SAGE is one organization that’s combating ignorance and homophobia, along with HIV-phobia for older adults. Thurston points out its robust caregiving program, including home care, supplemental support, and financial help. They’ve received a small grant—$300,000 for three years—from the Administration on Aging to train mainstream health providers in giving culturally competent services. “There are many organizations that focus on older adults but don’t know about the needs of those with HIV, or LGBT issues,” Thurston says. In addition to reaching out and educating those groups, SAGE has been assisting LGBT community centers around the country in creating safe spaces for older adults with HIV to feel welcome.

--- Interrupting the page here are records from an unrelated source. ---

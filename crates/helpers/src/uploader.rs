//! HDFS uploader client
//!
//! Talks to the platform's uploader application, which stores files in
//! HDFS and hands back an object-store reference. The uploader lives at
//! `hdfs-uploader.<domain>` where `<domain>` is the platform domain
//! embedded in the CF API URL.

use std::path::Path;

use anyhow::{bail, Context, Result};
use reqwest::multipart;
use serde::Deserialize;

use tapdeploy_cf::CfCli;

/// The platform base domain from a CF API URL, e.g. `example.com` from
/// `https://api.example.com`. A URL without an `api.` component is
/// returned unchanged.
pub fn base_url(api_url: &str) -> &str {
    match api_url.split_once("api.") {
        Some((_, domain)) => domain,
        None => api_url,
    }
}

/// The upload endpoint for an organization.
pub fn uploader_endpoint(api_url: &str, org_guid: &str) -> String {
    format!(
        "http://hdfs-uploader.{}/rest/upload/{}",
        base_url(api_url),
        org_guid
    )
}

/// Reference to a stored file, as returned by the uploader service.
#[derive(Debug, Clone, PartialEq, Eq, Deserialize)]
pub struct StoredObject {
    /// Object store the file landed in, e.g. an `hdfs://` root
    #[serde(rename = "objectStoreId")]
    pub object_store_id: String,
    /// Identifier of the file within that store
    #[serde(rename = "idInObjectStore")]
    pub id_in_object_store: String,
}

impl StoredObject {
    /// Full URI of the stored file.
    pub fn uri(&self) -> String {
        format!("{}/{}", self.object_store_id, self.id_in_object_store)
    }
}

/// One file upload.
#[derive(Debug, Clone)]
pub struct UploadRequest<'a> {
    /// Local file to upload
    pub file: &'a Path,
    /// GUID of the organization the file belongs to
    pub org_guid: &'a str,
    /// Uploader category, e.g. `other`
    pub category: &'a str,
    /// Target file name in HDFS
    pub title: &'a str,
    /// Whether the file should be publicly readable
    pub public: bool,
}

/// HTTP client for one uploader endpoint.
pub struct Uploader {
    http: reqwest::Client,
    endpoint: String,
    auth_token: String,
}

impl Uploader {
    /// Create a client for `endpoint`, authorizing with `auth_token`
    /// (an OAuth bearer token from `cf oauth-token`).
    pub fn new(endpoint: impl Into<String>, auth_token: impl Into<String>) -> Self {
        Self {
            http: reqwest::Client::new(),
            endpoint: endpoint.into(),
            auth_token: auth_token.into(),
        }
    }

    /// Upload a file and return the stored-object reference.
    pub async fn upload(&self, request: &UploadRequest<'_>) -> Result<StoredObject> {
        let file_name = request
            .file
            .file_name()
            .and_then(|name| name.to_str())
            .unwrap_or("file")
            .to_string();
        let bytes = tokio::fs::read(request.file)
            .await
            .with_context(|| format!("failed to read {}", request.file.display()))?;

        tracing::debug!(endpoint = %self.endpoint, file = %file_name, "uploading to HDFS");
        let form = multipart::Form::new()
            .part("file", multipart::Part::bytes(bytes).file_name(file_name))
            .text("orgUUID", request.org_guid.to_string())
            .text("category", request.category.to_string())
            .text("title", request.title.to_string())
            .text("publicRequest", request.public.to_string());

        let response = self
            .http
            .post(&self.endpoint)
            .header(reqwest::header::AUTHORIZATION, self.auth_token.as_str())
            .multipart(form)
            .send()
            .await
            .with_context(|| format!("upload request to {} failed", self.endpoint))?;

        let status = response.status();
        let body = response
            .text()
            .await
            .context("failed to read uploader response")?;
        if !status.is_success() {
            bail!("uploader at {} returned {status}: {body}", self.endpoint);
        }

        serde_json::from_str(&body)
            .with_context(|| format!("unexpected uploader response: {body}"))
    }
}

/// Upload a local file to HDFS through the uploader application, using
/// the ambient CLI session for the org GUID and OAuth token. Returns the
/// stored file's URI.
pub async fn upload_to_hdfs(
    cli: &CfCli,
    api_url: &str,
    org: &str,
    file: &Path,
    title: &str,
    category: &str,
) -> Result<String> {
    let org_guid = cli.org_guid(org).await?;
    let token = cli.oauth_token().await?;
    let uploader = Uploader::new(uploader_endpoint(api_url, &org_guid), token);
    let stored = uploader
        .upload(&UploadRequest {
            file,
            org_guid: &org_guid,
            category,
            title,
            public: false,
        })
        .await?;
    Ok(stored.uri())
}

#[cfg(test)]
#[path = "uploader_tests.rs"]
mod tests;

“One of the many misconceptions we want to reverse is that older adults don’t have sex and therefore don’t need preventative services,” Thurston adds. But they do have sex, and they do have unsafe sex. We are seeing some seroconverting in their seventies and even eighties.”

It’s Never Too Late to Thrive
If you were to look for a role model for aging gracefully with HIV, Christopher West-Davis, who works in research finance at a major medical center, might be a good one to follow. At sixty-two, he’s healthy, except for needing a hip replacement, a drawback of walking miles a day for years. His only HIV-related ailment is CMV retinopathy in both eyes, a common non-life threatening illness. He needs vision enhancement software for his computer, and it’s such a non-issue that he forgot to tell me about it at first. “I really don’t think about the CMV,” he admits.

In 1994, his health was deteriorating rapidly, and PCP stood a good chance of ending his life. He was one of the first people to go on protease inhibitors, and as a result was snatched back from the brink of death, he says. Unlike many HIV-positive men his age, he doesn’t feel isolated at all.

“Aging and being gay can be more difficult than aging and having HIV,” he tells A&U. He admits that his experience may be different than many; he lives in a large, multicultural neighborhood in New York City, has lived with a younger partner for seventeen years, and his social circle primarily includes men decades his junior.

“I have one friend from the eighties who’s still alive. I went to so many funerals I lost count. But recently I have met people my age who are positive and doing well physically and socially, so I’m not alone.”

West-Davis’s main concern regarding HIV is not his own health or morbidity, but the fact that younger generations don’t take the disease seriously. Even though he’s doing fine, he faces an uphill battle in convincing twenty- and thirtysomethings that it’s still not a disease you would want to have if you can avoid it.

“There is an almost total lack of concern that I see among the younger generation [regarding HIV]. The information is everywhere. They know how it’s spread and how to prevent it. But they don’t pay attention to it. There’s nothing I can do about that, and it pisses me off.”

That generational divide in HIV attitudes is striking, according to Halkitis, fifty. People who lived through the deadliest years of the crisis in the U.S., from the early eighties to the late nineties, share an understanding, a fear, a loathing, and even a respect for the disease, that those who came of age after antiretrovirals hit the market can’t fathom.

“This generation of HIV survivors suffers from a form of PTSD still,” says Halkitis, who is positive. “In a sense HIV is the 9/11 of our lives, and this is true not just for those who have HIV but for those who saw people dying around them but have remained negative.”

West-Davis offered some advice for those aging with HIV. “You are defined by what you do, not by some virus. Get out. Do things. Volunteer. Spend some time with younger men and women living with HIV. And no matter what you do, enjoy it.”

Larry Buhl writes the monthly Hep Talk column for A&U.